Do you feel as though you have a to-do list as long as your arm?
One of the most common causes of stress is feeling pressured by a lack of time. The managing of time and the managing of stress go hand in hand. Managing one is necessary to effectively manage the other. Feeling as though you have too much to do and not enough time to do it in can create a significant amount of stress.
Individuals who experience high levels of stress are not only likely to exhibit reduced motivation and productivity, but experience decreased mental health.
Implementing effective time management strategies can significantly improve stress levels.
Successful time management involves completely utilizing every minute of every day in a way that allows one to not only accomplish that which is needed, but also some or all of that which is wanted as well.
The following time management techniques will help you to reduce work related stress and take control of your life.
- Setting Goals: By setting daily, weekly, monthly, yearly, and long-term goals you manage your time better and give yourself the structure and purpose that reduces your stress.
- Use a Planner: When you set and adhere to priorities, you avoid stress and keep pace with the demands of your workload.
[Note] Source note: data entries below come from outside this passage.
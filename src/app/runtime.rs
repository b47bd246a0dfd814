use std::sync::Arc;
use std::sync::atomic::{AtomicBool, Ordering};

use anyhow::Result;
use chemly_core::tokenize;
use tracing::{debug, info, warn};

use crate::app::resolution_orchestrator::ResolutionSession;
use crate::app::{
    config_manager, config_runtime, exit_handler, input_processor, structure_export, terminal,
};
use crate::{ProcessExit, output};

pub(crate) async fn run_chemly() -> Result<ProcessExit> {
    let (args, cli_sources) = config_runtime::parse_cli_with_sources();
    let resolved = config_manager::resolve_config(args, &cli_sources)?;
    let args = resolved.args;

    let default_level = config_runtime::resolve_default_log_level(&args);
    let force_cli_log_level = config_runtime::should_force_cli_log_level(&cli_sources);
    let terminal_profile = terminal::TerminalProfile::detect();
    terminal::init_tracing(
        default_level,
        force_cli_log_level,
        terminal_profile.use_color(args.no_color),
    );

    debug!(
        ?args,
        connect_timeout_secs = resolved.http_timeouts.connect_secs,
        read_timeout_secs = resolved.http_timeouts.read_secs,
        config_file = resolved.loaded_from_file,
        "configuration resolved"
    );
    info!("Chemly starting");

    let collected = input_processor::process_input(&args.inputs)?;
    let Some(input_text) = collected.text else {
        output::print_quick_start_guidance(collected.piped_stdin_was_empty);
        return Ok(ProcessExit::Success);
    };

    let input = tokenize(&input_text);
    output::log_parse_feedback(&input);

    let session = ResolutionSession::from_args(&args)?;

    let interrupted = Arc::new(AtomicBool::new(false));
    let interrupted_signal = Arc::clone(&interrupted);
    tokio::spawn(async move {
        if tokio::signal::ctrl_c().await.is_ok() {
            interrupted_signal.store(true, Ordering::SeqCst);
        }
    });

    let show_progress = terminal_profile.show_progress(args.quiet);
    let result = session
        .run(input, Arc::clone(&interrupted), show_progress)
        .await?;

    output::log_run_summary(&result);
    let rendered = output::render_result(&result, args.format)?;
    output::write_output(&rendered, args.output.as_deref())?;

    if let Some(dir) = &args.structures
        && !result.records().is_empty()
        && !result.was_interrupted()
    {
        let selected = structure_export::select_records(result.records(), &args.structures_for);
        if !selected.is_empty() {
            structure_export::export_structures(
                &session.structure_fetcher(),
                &selected,
                dir,
                &interrupted,
            )
            .await?;
        }
    }

    if result.was_interrupted() || interrupted.load(Ordering::SeqCst) {
        warn!(
            completed = result.completed_count(),
            total = result.total_count(),
            "Run interrupted before completion"
        );
        return Ok(ProcessExit::Failure);
    }

    Ok(exit_handler::determine_exit_outcome(
        result.records().len(),
        result.failed().len(),
    ))
}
Whether you use software or plain paper, a daily planner ensures that you are on top of all of your daily work responsibilities. Since this commits you to a written schedule, you will be less likely to resort to procrastination.
- Use a Checklist: Spend a little time at the beginning of each week making a list of what you need to get done. Prioritize items of high importance at the top. Review your to do list every day and check off items as you complete them. This will give you a sense of accomplishment.
- Include Time for Yourself: Your health and well-being should not be compromised. Make sure you allow time for good meals, exercise, friends/family and most importantly, sleep. Learning that it’s ok to say “no” when you already have a full plate will greatly reduce symptoms of stress.